Outside of work, I enjoy the finer things in life, like Minecraft, Freeciv, and Legos. I also like to touch grass with walks and hikes!
Projects
I run the Williserver Minecraft server, along with a suite of accompanying plugins and scripts.
As an aside, this website is named for the eponymous Minecraft server!
Over Covid, I started playing a Civ2 clone called Freeciv with my friends.
Now I've got a whole collection of Freeciv utilities called "Beeciv"!
PDEnclose uses program analysis to guarantee the robustness of numerical PDE solver methods against common failures like shock wave formation.
DiffDomain is a library of abstract interpreters for numeric programs and scientific computing.
It reinterprets scalar programs to operate over entire ranges of values!
HPCarver is a C++ implementation of seam carving, a dynamic programming algorithm for image resizing.
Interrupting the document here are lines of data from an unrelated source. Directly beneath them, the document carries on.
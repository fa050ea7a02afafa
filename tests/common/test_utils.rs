use chrono::{DateTime, Utc};
use disaster_response::{
    Result,
    acl::{AclMessage, Content, DEFAULT_ONTOLOGY, Performative},
    agent::{AgentKind, Behaviors},
    config::{MissionOrder, SimulationConfig},
    event::{Location, SensorReport},
    journal::{JournalStorage, MemoryJournal, Record},
    simulation::{Coordinator, Simulation},
};
use std::sync::Arc;
use tempfile::TempDir;
use tokio::fs;

pub const COORD: &str = "COORD-001";
pub const FIELD: &str = "FIELD-001";
pub const RESCUE: &str = "RESCUE-001";
pub const MEDIC: &str = "MEDIC-001";

pub fn start_time() -> DateTime<Utc> {
    "2024-01-01T08:00:00Z".parse().unwrap()
}

/// Simulation settings with a fixed start time and the given timeout.
pub fn test_settings(conversation_timeout_ticks: u64) -> SimulationConfig {
    SimulationConfig {
        conversation_timeout_ticks,
        start_time: start_time(),
        ..Default::default()
    }
}

/// Empty simulation writing to a fresh in-memory journal.
pub fn create_simulation(conversation_timeout_ticks: u64) -> (Simulation, MemoryJournal) {
    let journal = MemoryJournal::new();
    let simulation = Simulation::new(
        Behaviors::load().unwrap(),
        &test_settings(conversation_timeout_ticks),
        Arc::new(journal.clone()),
    );
    (simulation, journal)
}

/// Coordinator plus one field agent at the origin.
pub fn create_field_team(conversation_timeout_ticks: u64) -> (Simulation, MemoryJournal) {
    let (mut simulation, journal) = create_simulation(conversation_timeout_ticks);
    simulation
        .set_coordinator(Coordinator::new(COORD, "Command", DEFAULT_ONTOLOGY))
        .unwrap();
    simulation
        .add_agent(FIELD, "Scout", AgentKind::Field, Location(0.0, 0.0))
        .unwrap();
    (simulation, journal)
}

/// Rescue agent at (10, 10) and medical agent at (12, 14).
pub fn create_response_team() -> (Simulation, MemoryJournal) {
    let (mut simulation, journal) = create_simulation(30);
    simulation
        .add_agent(RESCUE, "Rescue Team Alpha", AgentKind::Rescue, Location(10.0, 10.0))
        .unwrap();
    simulation
        .add_agent(MEDIC, "Paramedic Unit 1", AgentKind::Medical, Location(12.0, 14.0))
        .unwrap();
    (simulation, journal)
}

pub fn collapse_report() -> SensorReport {
    SensorReport::new("STRUCT-07", "structural", (15.0, 20.0))
        .with("damage_level", 0.9)
        .with("trapped_people", 5.0)
}

pub fn investigate(x: f64, y: f64) -> MissionOrder {
    MissionOrder::new(Location(x, y), "search_and_rescue")
}

pub fn message(
    performative: Performative,
    sender: &str,
    receiver: &str,
    conversation: &str,
) -> AclMessage {
    AclMessage::new(
        performative,
        sender,
        receiver,
        Content::new(),
        conversation,
        DEFAULT_ONTOLOGY,
    )
    .unwrap()
}

pub fn records_of_kind(records: &[Record], kind: &str) -> Vec<Record> {
    records.iter().filter(|r| r.kind() == kind).cloned().collect()
}

/// Create a temporary directory for test files
pub fn create_temp_dir() -> TempDir {
    tempfile::tempdir().expect("Failed to create temp directory")
}

/// Create a test config YAML file
pub async fn create_test_config_file(dir: &TempDir, content: &str) -> Result<String> {
    let config_path = dir.path().join("config.yaml");
    fs::write(&config_path, content).await?;
    Ok(config_path.to_string_lossy().to_string())
}

/// Create a temporary journal database for testing
pub async fn create_test_journal() -> Result<(TempDir, JournalStorage)> {
    let temp_dir = create_temp_dir();
    let db_path = temp_dir.path().join("journal.db");
    let storage = JournalStorage::new(&db_path.to_string_lossy()).await?;
    Ok((temp_dir, storage))
}

/// Scenario configuration used by the config-driven tests.
pub const SAMPLE_SCENARIO_YAML: &str = r#"
logs:
  level: debug
journal:
  database_path: ":memory:"
simulation:
  max_ticks: 60
  conversation_timeout_ticks: 30
  start_time: "2024-01-01T08:00:00Z"
coordinator:
  id: COORD-001
  name: Emergency Command
agents:
  - id: RESCUE-001
    name: Rescue Team Alpha
    kind: rescue
    position: [10.0, 10.0]
  - id: MEDIC-001
    kind: medical
    position: [12.0, 14.0]
  - id: FIELD-001
    kind: field
    position: [0.0, 0.0]
scenario:
  reports:
    - sensor_id: STRUCT-07
      reading_kind: structural
      location: [15.0, 20.0]
      attributes:
        damage_level: 0.9
        trapped_people: 5
  missions:
    - at_tick: 2
      location: [2.0, 1.0]
      priority: critical
"#;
This artifact compares LLNL's RAJA performance portability with other parallelization libraries, such as CUDA and OpenMP.
FaultCrosser is a tool for automatically calculating the robustness of fault-centered TLA+ libraries.
It reports the maximal combinations of faults a TLA+ model is robust against!
RobustNet models network channels in TLA+. Its interface is compatible with FaultCrosser!
Over winter break, I built a Huffman compressor in Rust. It was a bit of a journey!
NameSet selects a personal Lego set based on your name.